THE TASK: When you reach the line containing "pub fn assess(health: &mut" in the data below, begin returning lines exactly as written, and stop once the line containing "at twice the" has been returned.

DATA TO EXAMINE:
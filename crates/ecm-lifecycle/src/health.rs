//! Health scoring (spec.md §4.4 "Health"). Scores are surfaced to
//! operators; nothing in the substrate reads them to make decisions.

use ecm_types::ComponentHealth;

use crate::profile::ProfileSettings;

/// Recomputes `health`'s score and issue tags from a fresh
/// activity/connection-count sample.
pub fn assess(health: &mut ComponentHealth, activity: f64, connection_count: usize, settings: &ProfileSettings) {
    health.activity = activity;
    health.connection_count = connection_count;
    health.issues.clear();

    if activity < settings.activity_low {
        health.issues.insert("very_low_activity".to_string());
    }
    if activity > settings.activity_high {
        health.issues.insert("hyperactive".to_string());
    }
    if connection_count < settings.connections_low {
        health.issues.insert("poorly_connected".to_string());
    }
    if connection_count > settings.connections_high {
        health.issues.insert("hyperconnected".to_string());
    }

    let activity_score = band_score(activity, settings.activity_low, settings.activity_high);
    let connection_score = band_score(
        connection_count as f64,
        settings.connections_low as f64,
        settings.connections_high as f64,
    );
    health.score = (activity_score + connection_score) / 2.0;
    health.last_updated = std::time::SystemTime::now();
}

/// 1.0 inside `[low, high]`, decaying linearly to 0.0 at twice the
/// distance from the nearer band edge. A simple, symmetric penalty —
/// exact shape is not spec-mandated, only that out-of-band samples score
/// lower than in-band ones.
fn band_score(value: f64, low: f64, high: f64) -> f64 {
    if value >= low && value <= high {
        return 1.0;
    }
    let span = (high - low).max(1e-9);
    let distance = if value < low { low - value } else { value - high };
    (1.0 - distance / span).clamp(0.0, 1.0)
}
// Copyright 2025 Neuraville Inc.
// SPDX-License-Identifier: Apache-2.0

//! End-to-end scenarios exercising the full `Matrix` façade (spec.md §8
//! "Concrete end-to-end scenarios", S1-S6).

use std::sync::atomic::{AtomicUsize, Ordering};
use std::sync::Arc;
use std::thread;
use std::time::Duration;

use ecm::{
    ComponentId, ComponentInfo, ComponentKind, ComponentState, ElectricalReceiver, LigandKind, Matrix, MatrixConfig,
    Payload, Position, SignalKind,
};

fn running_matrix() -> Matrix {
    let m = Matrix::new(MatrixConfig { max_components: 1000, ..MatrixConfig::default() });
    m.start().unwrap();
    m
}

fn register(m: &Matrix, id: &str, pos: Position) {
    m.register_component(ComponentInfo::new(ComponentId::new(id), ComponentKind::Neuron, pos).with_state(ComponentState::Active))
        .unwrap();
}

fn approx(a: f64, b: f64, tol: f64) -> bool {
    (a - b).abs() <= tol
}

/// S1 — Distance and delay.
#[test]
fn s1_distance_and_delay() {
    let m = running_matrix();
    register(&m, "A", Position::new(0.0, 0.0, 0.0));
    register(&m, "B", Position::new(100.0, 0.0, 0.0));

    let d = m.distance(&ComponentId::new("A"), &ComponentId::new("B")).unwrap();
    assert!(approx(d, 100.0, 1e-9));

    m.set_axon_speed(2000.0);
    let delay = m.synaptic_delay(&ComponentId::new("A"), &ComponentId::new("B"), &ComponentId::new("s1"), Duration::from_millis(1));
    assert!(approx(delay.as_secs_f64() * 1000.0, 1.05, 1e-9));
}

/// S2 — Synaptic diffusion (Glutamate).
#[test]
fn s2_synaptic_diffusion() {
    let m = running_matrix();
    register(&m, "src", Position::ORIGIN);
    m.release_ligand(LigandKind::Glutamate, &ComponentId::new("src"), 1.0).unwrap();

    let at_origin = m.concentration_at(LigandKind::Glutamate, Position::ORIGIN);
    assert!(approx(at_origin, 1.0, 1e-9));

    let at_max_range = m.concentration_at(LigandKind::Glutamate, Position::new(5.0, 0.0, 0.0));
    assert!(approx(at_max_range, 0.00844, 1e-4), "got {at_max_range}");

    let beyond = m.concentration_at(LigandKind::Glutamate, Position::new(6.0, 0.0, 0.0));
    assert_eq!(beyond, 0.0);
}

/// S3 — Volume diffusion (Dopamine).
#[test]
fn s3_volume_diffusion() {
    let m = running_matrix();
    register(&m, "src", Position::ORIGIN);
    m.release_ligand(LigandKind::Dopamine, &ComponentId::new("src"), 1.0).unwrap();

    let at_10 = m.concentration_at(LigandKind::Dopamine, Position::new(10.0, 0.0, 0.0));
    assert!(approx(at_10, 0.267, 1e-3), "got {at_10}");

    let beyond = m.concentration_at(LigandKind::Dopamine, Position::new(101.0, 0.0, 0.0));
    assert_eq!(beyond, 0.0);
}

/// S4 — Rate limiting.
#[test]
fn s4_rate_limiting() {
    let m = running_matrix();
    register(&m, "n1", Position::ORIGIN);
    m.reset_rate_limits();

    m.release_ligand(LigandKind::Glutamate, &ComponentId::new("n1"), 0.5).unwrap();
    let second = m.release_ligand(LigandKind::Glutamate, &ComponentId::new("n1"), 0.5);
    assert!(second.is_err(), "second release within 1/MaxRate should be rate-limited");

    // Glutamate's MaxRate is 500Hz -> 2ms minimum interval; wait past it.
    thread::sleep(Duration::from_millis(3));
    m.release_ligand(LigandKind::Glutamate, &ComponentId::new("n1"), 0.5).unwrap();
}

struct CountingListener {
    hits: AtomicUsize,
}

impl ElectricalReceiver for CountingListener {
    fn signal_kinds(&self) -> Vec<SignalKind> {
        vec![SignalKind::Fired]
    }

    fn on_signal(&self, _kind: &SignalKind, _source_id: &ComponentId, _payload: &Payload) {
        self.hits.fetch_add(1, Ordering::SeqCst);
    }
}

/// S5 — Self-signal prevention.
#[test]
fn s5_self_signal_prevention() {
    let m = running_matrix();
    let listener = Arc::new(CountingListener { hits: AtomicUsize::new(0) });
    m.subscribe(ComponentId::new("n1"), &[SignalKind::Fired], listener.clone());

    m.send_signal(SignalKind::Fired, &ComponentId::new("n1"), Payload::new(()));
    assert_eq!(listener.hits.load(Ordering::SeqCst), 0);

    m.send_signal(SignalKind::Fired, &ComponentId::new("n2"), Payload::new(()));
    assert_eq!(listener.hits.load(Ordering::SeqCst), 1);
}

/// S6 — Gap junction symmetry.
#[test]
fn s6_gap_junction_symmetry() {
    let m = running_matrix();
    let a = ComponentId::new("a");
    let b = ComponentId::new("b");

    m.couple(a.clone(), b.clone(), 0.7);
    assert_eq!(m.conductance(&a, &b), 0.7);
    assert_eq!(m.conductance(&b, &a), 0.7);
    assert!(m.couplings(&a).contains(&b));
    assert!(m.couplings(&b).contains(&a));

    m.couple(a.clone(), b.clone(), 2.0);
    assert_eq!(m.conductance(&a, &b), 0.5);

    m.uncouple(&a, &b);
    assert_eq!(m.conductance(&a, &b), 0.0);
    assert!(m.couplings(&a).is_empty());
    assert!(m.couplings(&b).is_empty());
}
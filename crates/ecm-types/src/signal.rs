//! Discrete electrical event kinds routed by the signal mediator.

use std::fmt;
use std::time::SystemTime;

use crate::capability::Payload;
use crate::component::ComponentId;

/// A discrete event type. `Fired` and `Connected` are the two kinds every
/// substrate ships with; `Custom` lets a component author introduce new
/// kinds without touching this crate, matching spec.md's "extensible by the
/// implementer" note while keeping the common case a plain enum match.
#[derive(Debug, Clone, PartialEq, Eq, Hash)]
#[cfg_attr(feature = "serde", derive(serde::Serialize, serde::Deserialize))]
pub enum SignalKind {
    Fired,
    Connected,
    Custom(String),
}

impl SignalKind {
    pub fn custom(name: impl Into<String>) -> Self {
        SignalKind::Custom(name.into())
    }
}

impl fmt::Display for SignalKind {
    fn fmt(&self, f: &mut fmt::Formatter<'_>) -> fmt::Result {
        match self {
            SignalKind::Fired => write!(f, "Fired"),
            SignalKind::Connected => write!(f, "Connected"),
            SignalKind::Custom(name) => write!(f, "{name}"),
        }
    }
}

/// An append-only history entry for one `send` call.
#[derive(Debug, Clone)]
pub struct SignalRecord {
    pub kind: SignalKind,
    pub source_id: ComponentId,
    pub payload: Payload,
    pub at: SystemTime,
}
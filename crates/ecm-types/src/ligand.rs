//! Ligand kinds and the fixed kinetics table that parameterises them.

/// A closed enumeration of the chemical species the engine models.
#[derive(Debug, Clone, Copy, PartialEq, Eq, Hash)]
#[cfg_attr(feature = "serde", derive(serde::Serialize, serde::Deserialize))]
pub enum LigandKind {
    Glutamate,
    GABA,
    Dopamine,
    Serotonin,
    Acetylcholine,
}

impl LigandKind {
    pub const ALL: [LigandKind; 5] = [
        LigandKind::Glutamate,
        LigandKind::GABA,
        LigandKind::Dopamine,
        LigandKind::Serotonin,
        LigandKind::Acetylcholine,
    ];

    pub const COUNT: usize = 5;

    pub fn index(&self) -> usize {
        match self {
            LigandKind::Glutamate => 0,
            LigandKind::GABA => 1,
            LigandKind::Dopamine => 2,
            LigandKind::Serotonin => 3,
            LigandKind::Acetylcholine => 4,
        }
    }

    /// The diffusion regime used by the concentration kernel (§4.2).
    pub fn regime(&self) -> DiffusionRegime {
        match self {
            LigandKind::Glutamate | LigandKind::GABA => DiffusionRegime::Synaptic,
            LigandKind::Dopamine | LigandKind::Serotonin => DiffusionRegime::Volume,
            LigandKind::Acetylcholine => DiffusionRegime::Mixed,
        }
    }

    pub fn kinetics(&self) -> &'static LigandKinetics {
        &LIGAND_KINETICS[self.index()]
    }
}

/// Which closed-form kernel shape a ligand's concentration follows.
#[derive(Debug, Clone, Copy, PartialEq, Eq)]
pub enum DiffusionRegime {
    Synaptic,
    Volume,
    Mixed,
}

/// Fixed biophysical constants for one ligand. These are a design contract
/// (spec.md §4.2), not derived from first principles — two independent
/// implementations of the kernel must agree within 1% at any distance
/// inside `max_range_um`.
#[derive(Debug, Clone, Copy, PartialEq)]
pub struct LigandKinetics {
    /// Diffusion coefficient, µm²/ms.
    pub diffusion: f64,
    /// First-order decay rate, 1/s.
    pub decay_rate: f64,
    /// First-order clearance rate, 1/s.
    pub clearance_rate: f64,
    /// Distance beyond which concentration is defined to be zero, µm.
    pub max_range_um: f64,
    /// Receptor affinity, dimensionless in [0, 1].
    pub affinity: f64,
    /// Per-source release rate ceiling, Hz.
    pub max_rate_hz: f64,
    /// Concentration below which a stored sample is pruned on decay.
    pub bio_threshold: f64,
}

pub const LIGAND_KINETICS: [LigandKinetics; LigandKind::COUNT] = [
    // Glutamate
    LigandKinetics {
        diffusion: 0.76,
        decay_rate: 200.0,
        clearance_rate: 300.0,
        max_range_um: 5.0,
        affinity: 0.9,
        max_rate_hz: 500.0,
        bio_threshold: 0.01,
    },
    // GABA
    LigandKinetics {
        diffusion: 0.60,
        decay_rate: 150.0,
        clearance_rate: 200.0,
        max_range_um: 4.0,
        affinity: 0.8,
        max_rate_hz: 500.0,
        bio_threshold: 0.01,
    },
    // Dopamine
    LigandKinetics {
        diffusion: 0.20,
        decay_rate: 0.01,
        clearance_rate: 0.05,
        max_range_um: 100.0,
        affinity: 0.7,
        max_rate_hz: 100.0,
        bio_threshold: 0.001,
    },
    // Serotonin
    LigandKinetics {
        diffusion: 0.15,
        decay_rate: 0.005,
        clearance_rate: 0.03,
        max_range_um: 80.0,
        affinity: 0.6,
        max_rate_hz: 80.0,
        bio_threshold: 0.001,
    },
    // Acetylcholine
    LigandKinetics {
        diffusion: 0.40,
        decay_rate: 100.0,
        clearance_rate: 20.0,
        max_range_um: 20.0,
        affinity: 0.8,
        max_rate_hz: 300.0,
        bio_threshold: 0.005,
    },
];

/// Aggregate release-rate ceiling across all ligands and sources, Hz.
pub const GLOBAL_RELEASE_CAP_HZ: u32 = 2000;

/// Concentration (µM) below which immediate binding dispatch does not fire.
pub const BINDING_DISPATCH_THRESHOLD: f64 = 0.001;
---
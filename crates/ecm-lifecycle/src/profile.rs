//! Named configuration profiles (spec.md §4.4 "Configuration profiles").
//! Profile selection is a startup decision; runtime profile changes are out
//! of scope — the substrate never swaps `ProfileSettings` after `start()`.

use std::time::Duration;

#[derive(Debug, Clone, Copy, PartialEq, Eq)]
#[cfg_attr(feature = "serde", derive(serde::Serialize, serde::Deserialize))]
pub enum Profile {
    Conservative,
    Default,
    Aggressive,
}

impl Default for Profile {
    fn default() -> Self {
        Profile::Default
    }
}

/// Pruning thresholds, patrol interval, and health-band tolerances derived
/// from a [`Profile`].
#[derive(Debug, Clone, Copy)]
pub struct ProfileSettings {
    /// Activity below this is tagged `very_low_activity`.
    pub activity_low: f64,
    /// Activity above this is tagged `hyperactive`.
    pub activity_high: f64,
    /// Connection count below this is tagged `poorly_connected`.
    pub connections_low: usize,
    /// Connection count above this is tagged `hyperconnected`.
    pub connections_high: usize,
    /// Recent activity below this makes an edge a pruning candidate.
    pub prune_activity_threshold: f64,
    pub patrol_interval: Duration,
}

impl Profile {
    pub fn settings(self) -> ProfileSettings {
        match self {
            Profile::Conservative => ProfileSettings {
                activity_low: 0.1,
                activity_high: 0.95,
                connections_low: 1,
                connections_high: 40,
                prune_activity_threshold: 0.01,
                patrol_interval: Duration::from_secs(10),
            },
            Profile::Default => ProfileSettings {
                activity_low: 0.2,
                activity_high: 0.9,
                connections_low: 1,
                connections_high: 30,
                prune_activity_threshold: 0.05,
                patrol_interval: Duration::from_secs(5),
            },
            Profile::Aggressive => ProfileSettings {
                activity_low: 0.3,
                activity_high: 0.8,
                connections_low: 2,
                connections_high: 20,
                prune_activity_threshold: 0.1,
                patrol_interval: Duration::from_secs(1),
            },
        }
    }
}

PROBLEM SOLUTION:
pub fn assess(health: &mut ComponentHealth, activity: f64, connection_count: usize, settings: &ProfileSettings) {
    health.activity = activity;
    health.connection_count = connection_count;
    health.issues.clear();

    if activity < settings.activity_low {
        health.issues.insert("very_low_activity".to_string());
    }
    if activity > settings.activity_high {
        health.issues.insert("hyperactive".to_string());
    }
    if connection_count < settings.connections_low {
        health.issues.insert("poorly_connected".to_string());
    }
    if connection_count > settings.connections_high {
        health.issues.insert("hyperconnected".to_string());
    }

    let activity_score = band_score(activity, settings.activity_low, settings.activity_high);
    let connection_score = band_score(
        connection_count as f64,
        settings.connections_low as f64,
        settings.connections_high as f64,
    );
    health.score = (activity_score + connection_score) / 2.0;
    health.last_updated = std::time::SystemTime::now();
}

/// 1.0 inside `[low, high]`, decaying linearly to 0.0 at twice the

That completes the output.